Marco Cimarosti wrote:
>
> > On Tue, 22 Feb 2005 16:14:48 -0000, Marco Cimarosti
> > <marco.cimarosti@...> wrote:
> > >
> > > The only braille system I know of that completely violates the
> > > original French convention is Japanese. Japanese braille only has
> > > kana (making no distinction between Katakana and Hiragana). Kana
> > > letters are encoded using three dots for the leading consonant and
> > > three dot for the trailing consonant.
> >
> > Eh? Japanese syllables don't have trailing consonants, except for -n.
>
> A typo for "trailing vowel".

A thinko, rather.

> > From the descriptions I've seen, in general, the three dots at the top
> > left represent the vowel, while the three at the bottom right
> > represent the consonant, so one braille cell can represent a CV
> > syllable of the kind that's typical for Japanese.

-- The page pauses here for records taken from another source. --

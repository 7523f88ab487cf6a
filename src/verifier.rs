//! Revocation check over a certificate chain.
//!
//! Certificates are checked one at a time in input order, and each certificate's responders one
//! at a time. A confirmed revocation ends the whole check. Every other failure is recovered
//! locally: the certificate (or responder) it hit is treated as unverified and the check goes on.

use std::collections::{BTreeMap, BTreeSet};

use der::asn1::GeneralizedTime;
use der::Decode;
use tracing::{debug, warn};
use url::Url;
use x509_cert::ext::pkix::CrlReason;
use x509_cert::serial_number::SerialNumber;
use x509_cert::Certificate;
use x509_ocsp::OcspRequest;

use crate::aia::responder_urls;
use crate::alert::{AlertSink, LogAlerts};
use crate::audit::{AuditLog, TracingAudit};
use crate::client::ResponderClient;
use crate::config::OcspConfig;
use crate::request::build_request;
use crate::status::{status_for, CertificateStatus};
use crate::trace;
use crate::transport::ResponderTransport;
use crate::trust_store::{TrustStore, TrustStoreIndex};
use crate::{Error, Result};

/// Title of every alert the verifier posts.
pub const ALERT_TITLE: &str = "Problem checking the revocation status of the Certificate through OCSP.";

const ALERT_IMPACT: &str = "An error occurred while checking the revocation status of a \
    Certificate against an Online Certificate Status Protocol (OCSP) server. Please resolve the \
    error to resume validating certificates against the OCSP server.";

const NOT_VERIFIED: &str = " The certificate status could not be verified.";

/// Outcome of [`RevocationVerifier::check`].
#[derive(Clone, Debug, PartialEq, Eq)]
pub enum Verdict {
    /// No certificate was found revoked. This includes certificates that could not be checked.
    Pass,

    /// A responder reported a certificate as revoked.
    Revoked {
        /// Position of the certificate in the input.
        index: usize,
        /// Serial number of the revoked certificate.
        serial: SerialNumber,
        /// First responder, in URL order, that reported the revocation.
        responder: Url,
        /// Revocation time reported by that responder.
        revoked_at: GeneralizedTime,
        /// Revocation reason reported by that responder, if any.
        reason: Option<CrlReason>,
    },
}

impl Verdict {
    /// Whether the connection may proceed.
    pub fn is_pass(&self) -> bool {
        matches!(self, Verdict::Pass)
    }
}

/// Fail-open OCSP revocation verifier.
///
/// Issuers are resolved through the trust store `S`, responders are reached through the
/// transport `T`, local failures are posted to `A` and security-relevant facts are recorded in
/// `L`.
#[derive(Clone, Debug)]
pub struct RevocationVerifier<S, T, A = LogAlerts, L = TracingAudit> {
    enabled: bool,
    static_urls: BTreeSet<Url>,
    store: S,
    client: ResponderClient<T>,
    alerts: A,
    audit: L,
}

impl<S, T> RevocationVerifier<S, T>
where
    S: TrustStore,
    T: ResponderTransport,
{
    /// Verifier configured by `config`, alerting and auditing through `tracing`.
    pub fn new(config: &OcspConfig, store: S, transport: T) -> Self {
        Self {
            enabled: config.enabled,
            static_urls: config.static_urls(),
            store,
            client: ResponderClient::new(transport),
            alerts: LogAlerts,
            audit: TracingAudit,
        }
    }
}

impl<S, T, A, L> RevocationVerifier<S, T, A, L> {
    /// Replace the alert sink.
    pub fn with_alerts<B: AlertSink>(self, alerts: B) -> RevocationVerifier<S, T, B, L> {
        RevocationVerifier {
            enabled: self.enabled,
            static_urls: self.static_urls,
            store: self.store,
            client: self.client,
            alerts,
            audit: self.audit,
        }
    }

    /// Replace the audit log.
    pub fn with_audit<M: AuditLog>(self, audit: M) -> RevocationVerifier<S, T, A, M> {
        RevocationVerifier {
            enabled: self.enabled,
            static_urls: self.static_urls,
            store: self.store,
            client: self.client,
            alerts: self.alerts,
            audit,
        }
    }

    /// Whether checks are performed at all.
    pub fn is_enabled(&self) -> bool {
        self.enabled
    }

    /// Responders queried for every certificate.
    pub fn static_urls(&self) -> &BTreeSet<Url> {
        &self.static_urls
    }
}

impl<S, T, A, L> RevocationVerifier<S, T, A, L>
where
    S: TrustStore,
    T: ResponderTransport,
    A: AlertSink,
    L: AuditLog,
{
    /// Whether none of the DER encoded `certificates` has been revoked.
    ///
    /// Returns `true` when the check is disabled, when `certificates` is empty, and when a
    /// certificate could not be checked. Never fails.
    pub fn passes_check<C: AsRef<[u8]>>(&self, certificates: &[C]) -> bool {
        self.check(certificates).is_pass()
    }

    /// Check the DER encoded `certificates` in order, stopping at the first revocation.
    pub fn check<C: AsRef<[u8]>>(&self, certificates: &[C]) -> Verdict {
        if !self.enabled {
            return Verdict::Pass;
        }

        for (index, der) in certificates.iter().enumerate() {
            match self.check_one(index, der.as_ref()) {
                Ok(Some(verdict)) => return verdict,
                Ok(None) => {}
                Err(err) => self.post_error(&err),
            }
        }
        Verdict::Pass
    }

    fn check_one(&self, index: usize, der: &[u8]) -> Result<Option<Verdict>> {
        let certificate = Certificate::from_der(der).map_err(Error::Conversion)?;
        let issuers = TrustStoreIndex::with_audit(&self.store, &self.audit);
        let request = build_request(&certificate, &issuers)?;

        let statuses = self.query_responders(&certificate, &request);
        let revoked = statuses.into_iter().find_map(|(url, status)| match status {
            CertificateStatus::Revoked {
                revocation_time,
                reason,
            } => Some((url, revocation_time, reason)),
            _ => None,
        });

        let Some((responder, revoked_at, reason)) = revoked else {
            return Ok(None);
        };

        let tbs = &certificate.tbs_certificate;
        let message = format!(
            "Certificate {} has been revoked by the OCSP server at URL {responder}.",
            tbs.subject
        );
        warn!(serial = %tbs.serial_number, "{message}");
        self.audit.audit(&message);

        Ok(Some(Verdict::Revoked {
            index,
            serial: tbs.serial_number.clone(),
            responder,
            revoked_at,
            reason,
        }))
    }

    /// Send `request` to every responder for `certificate` and collect the status each reports.
    ///
    /// Responders are the static URLs plus the ones `certificate` advertises in its Authority
    /// Information Access extension. A responder that cannot be reached or answers with
    /// something undecodable is recorded as [`CertificateStatus::Unknown`].
    pub fn query_responders(
        &self,
        certificate: &Certificate,
        request: &OcspRequest,
    ) -> BTreeMap<Url, CertificateStatus> {
        let mut urls = self.static_urls.clone();
        urls.extend(responder_urls(certificate));

        trace::log_request(request);
        let serial = &certificate.tbs_certificate.serial_number;
        urls.into_iter()
            .map(|url| {
                let status = match self.client.send(&url, request) {
                    Ok(response) => {
                        trace::log_response(&response);
                        status_for(&response, serial)
                    }
                    Err(err) => {
                        debug!(
                            %url,
                            error = %err,
                            "Problem with the response from the OCSP Server at URL. Continuing OCSP check."
                        );
                        CertificateStatus::Unknown
                    }
                };
                (url, status)
            })
            .collect()
    }

    fn post_error(&self, err: &Error) {
        let message = format!("{err}.{NOT_VERIFIED}");
        if !err.is_local() {
            debug!("{message}");
            return;
        }

        let details = BTreeSet::from([ALERT_IMPACT.to_owned(), message.clone()]);
        self.alerts.post_alert(ALERT_TITLE, &details);
        self.audit.audit(ALERT_TITLE);
        self.audit.audit(&message);
        debug!("{message}");
    }
}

Variations (such as
> > CyV and CVC:V, as well as voiced stops) are handled by additional
> > cells.
>
> Right.
>
> > > So, curiously, braille kana is actually an abjad, not a syllabary.
> >
> > I'd say it's basically a syllabary.
>
> Ooops! Another typo: chenage "abjad" into "abugida".

It would be an abugida only if one of the vowels went unnotated, so that
there was one series of consonants with nothing in the top left.